Zambia blasts the US over a $2 billion health deal in exchange for critical minerals

Zambia accuses the U.S. of linking a $2 billion health assistance deal to access to its rich mineral resources

ByFARAI MUTSAKA Associated Press and GERALD IMRAY Associated Press
May 5, 2026, 8:39 AM

HARARE, Zimbabwe -- HARARE, Zimbabwe (AP) — Zambia is accusing the United States of tying a $2 billion deal for critical health assistance to access to the southern African nation's rich mineral assets, and calling the outgoing U.S. ambassador's allegations of corruption “mischievous” and “undiplomatic."

The comments by Zambia’s foreign affairs minister, Mulambo Haimbe, on Monday brought into the open simmering tensions over President Donald Trump’s “America First” strategy, which is reshaping aid to Africa into transactional agreements.

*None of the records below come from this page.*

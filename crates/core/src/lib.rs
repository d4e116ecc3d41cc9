pub mod cache;
pub mod config;
pub mod domain;
pub mod errors;
pub mod fieldspec;
pub mod inventory;
pub mod resolver;
pub mod session;

pub use cache::{CacheEntry, Clock, ResultCache, SystemClock};
pub use domain::entity::{EntityKind, Row};
pub use domain::fields::{FieldAddOutcome, FieldRemoveOutcome, FieldSelection, GENERIC_ADAPTER};
pub use errors::{FieldInitError, FieldSpecError, InventoryError, ResolveError};
pub use fieldspec::parse_field_spec;
pub use inventory::{
    FieldLookup, FieldSchema, InventoryClient, LabelAction, QueryFields, QueryRequest, SavedQuery,
};
pub use resolver::{FieldResolver, ResolvedField};
pub use session::{BotSession, EntityContext};
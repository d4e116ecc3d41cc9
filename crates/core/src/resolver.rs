//! Adapter and field name resolution against the live inventory schema.
//!
//! Users type loose names (`aws`, `HOSTNAME`, `host`); resolution maps them to
//! the canonical names the schema knows, or fails with the list of valid
//! choices so the user can correct the command.

use tracing::debug;

use crate::domain::entity::EntityKind;
use crate::domain::fields::{FieldSelection, GENERIC_ADAPTER};
use crate::errors::ResolveError;
use crate::inventory::{FieldSchema, InventoryClient};

#[derive(Clone, Debug, PartialEq, Eq)]
pub struct ResolvedField {
    pub adapter: String,
    pub field: String,
}

pub struct FieldResolver<'a> {
    client: &'a dyn InventoryClient,
}

impl<'a> FieldResolver<'a> {
    pub fn new(client: &'a dyn InventoryClient) -> Self {
        Self { client }
    }

    /// Resolves one adapter/field pair. Reads the schema remotely; never
    /// touches any selection.
    pub async fn resolve(
        &self,
        kind: EntityKind,
        adapter: &str,
        field: &str,
    ) -> Result<ResolvedField, ResolveError> {
        let schema = self.schema(kind).await?;
        resolve_in_schema(&schema, adapter, field)
    }

    /// Resolves every pair of `requested` into a canonical selection. The
    /// first unresolvable pair aborts the whole build.
    pub async fn resolve_selection(
        &self,
        kind: EntityKind,
        requested: &FieldSelection,
    ) -> Result<FieldSelection, ResolveError> {
        let schema = self.schema(kind).await?;
        let mut resolved = FieldSelection::new();
        for (adapter, fields) in requested.iter() {
            for field in fields {
                let pair = resolve_in_schema(&schema, adapter, field)?;
                resolved.add(&pair.adapter, &pair.field);
            }
        }
        Ok(resolved)
    }

    async fn schema(&self, kind: EntityKind) -> Result<FieldSchema, ResolveError> {
        let schema =
            self.client.schema(kind).await.map_err(|source| ResolveError::Schema { kind, source })?;
        debug!(
            event_name = "fields.schema_loaded",
            entity = kind.plural(),
            specific_adapters = schema.specific.len(),
            generic_fields = schema.generic.len(),
            "loaded field schema"
        );
        Ok(schema)
    }
}

pub fn resolve_in_schema(
    schema: &FieldSchema,
    adapter: &str,
    field: &str,
) -> Result<ResolvedField, ResolveError> {
    let adapter = resolve_adapter(schema, adapter)?;
    let known_fields = schema.fields_for(&adapter).unwrap_or_default();
    let field =
        match_name(field, known_fields).ok_or_else(|| ResolveError::UnknownField {
            field: field.to_owned(),
            adapter: adapter.clone(),
            known: known_fields.to_vec(),
        })?;

    Ok(ResolvedField { adapter, field: field.to_owned() })
}

fn resolve_adapter(schema: &FieldSchema, adapter: &str) -> Result<String, ResolveError> {
    if adapter == GENERIC_ADAPTER {
        return Ok(GENERIC_ADAPTER.to_owned());
    }

    let specific = schema.specific.keys().cloned().collect::<Vec<_>>();
    match_name(adapter, &specific).map(str::to_owned).ok_or_else(|| {
        ResolveError::UnknownAdapter { adapter: adapter.to_owned(), known: schema.adapter_names() }
    })
}

/// Finds the single candidate `token` refers to: an exact match, then a
/// unique case-insensitive match, then a unique case-insensitive prefix.
pub fn match_name<'c>(token: &str, candidates: &'c [String]) -> Option<&'c str> {
    let token = token.trim();
    if token.is_empty() {
        return None;
    }

    if let Some(exact) = candidates.iter().find(|candidate| candidate.as_str() == token) {
        return Some(exact);
    }

    let lowered = token.to_lowercase();
    let folded =
        candidates.iter().filter(|candidate| candidate.to_lowercase() == lowered).collect::<Vec<_>>();
    match folded.as_slice() {
        [only] => return Some(only.as_str()),
        [] => {}
        _ => return None,
    }

    let prefixed = candidates
        .iter()
        .filter(|candidate| candidate.to_lowercase().starts_with(&lowered))
        .collect::<Vec<_>>();
    match prefixed.as_slice() {
        [only] => Some(only.as_str()),
        _ => None,
    }
}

Some African leaders and health experts have criticized the new U.S. stance and its demands for sensitive health data in exchange for badly needed support for health systems strained by the Trump administration's dismantling of foreign aid. Some say they would not receive access to health innovations like vaccines in return.

The U.S. is also seeking to challenge China, a dominant player in Zambia and much of Africa, whose minerals are critical to the green energy transition, including inputs for solar panels, electric vehicle batteries and energy storage systems.

In a statement, Haimbe described the accusations of Zambian graft and negotiation inertia by outgoing U.S. ambassador Michael Gonzales as “mischievous” and “deeply regrettable, undiplomatic and inconsistent with the spirit of mutual respect.”

Haimbe also accused the U.S. of tying access to critical minerals to the conclusion of the health deal, which Gonzales earlier dismissed as “alarmist allegations” that he called “disgusting” and “absolutely and patently false.”

Negotiations have continued for months to conclude the deal, one of dozens the Trump administration is pursuing in some of the world's most aid-dependent countries.

Gonzales in late April said Zambian leaders had “abdicated their responsibilities, letting the United States pay for healthcare while officials diverted government funds to their own pockets.” He said Zambian authorities had “ignored” U.S. overtures to conclude a new deal.

But Haimbe said negotiations had stalled over “unacceptable” data-sharing demands “in violation of our citizens’ right to privacy” and “the insistence on preferential treatment of U.S companies over Zambia’s critical minerals.”

Zambia "takes the view, first and foremost, that Zambians must have a say on how her critical minerals are used, and second that no one strategic partner is to be treated preferentially to others,” he said.

The U.S. Embassy did not immediately respond to a request for comment.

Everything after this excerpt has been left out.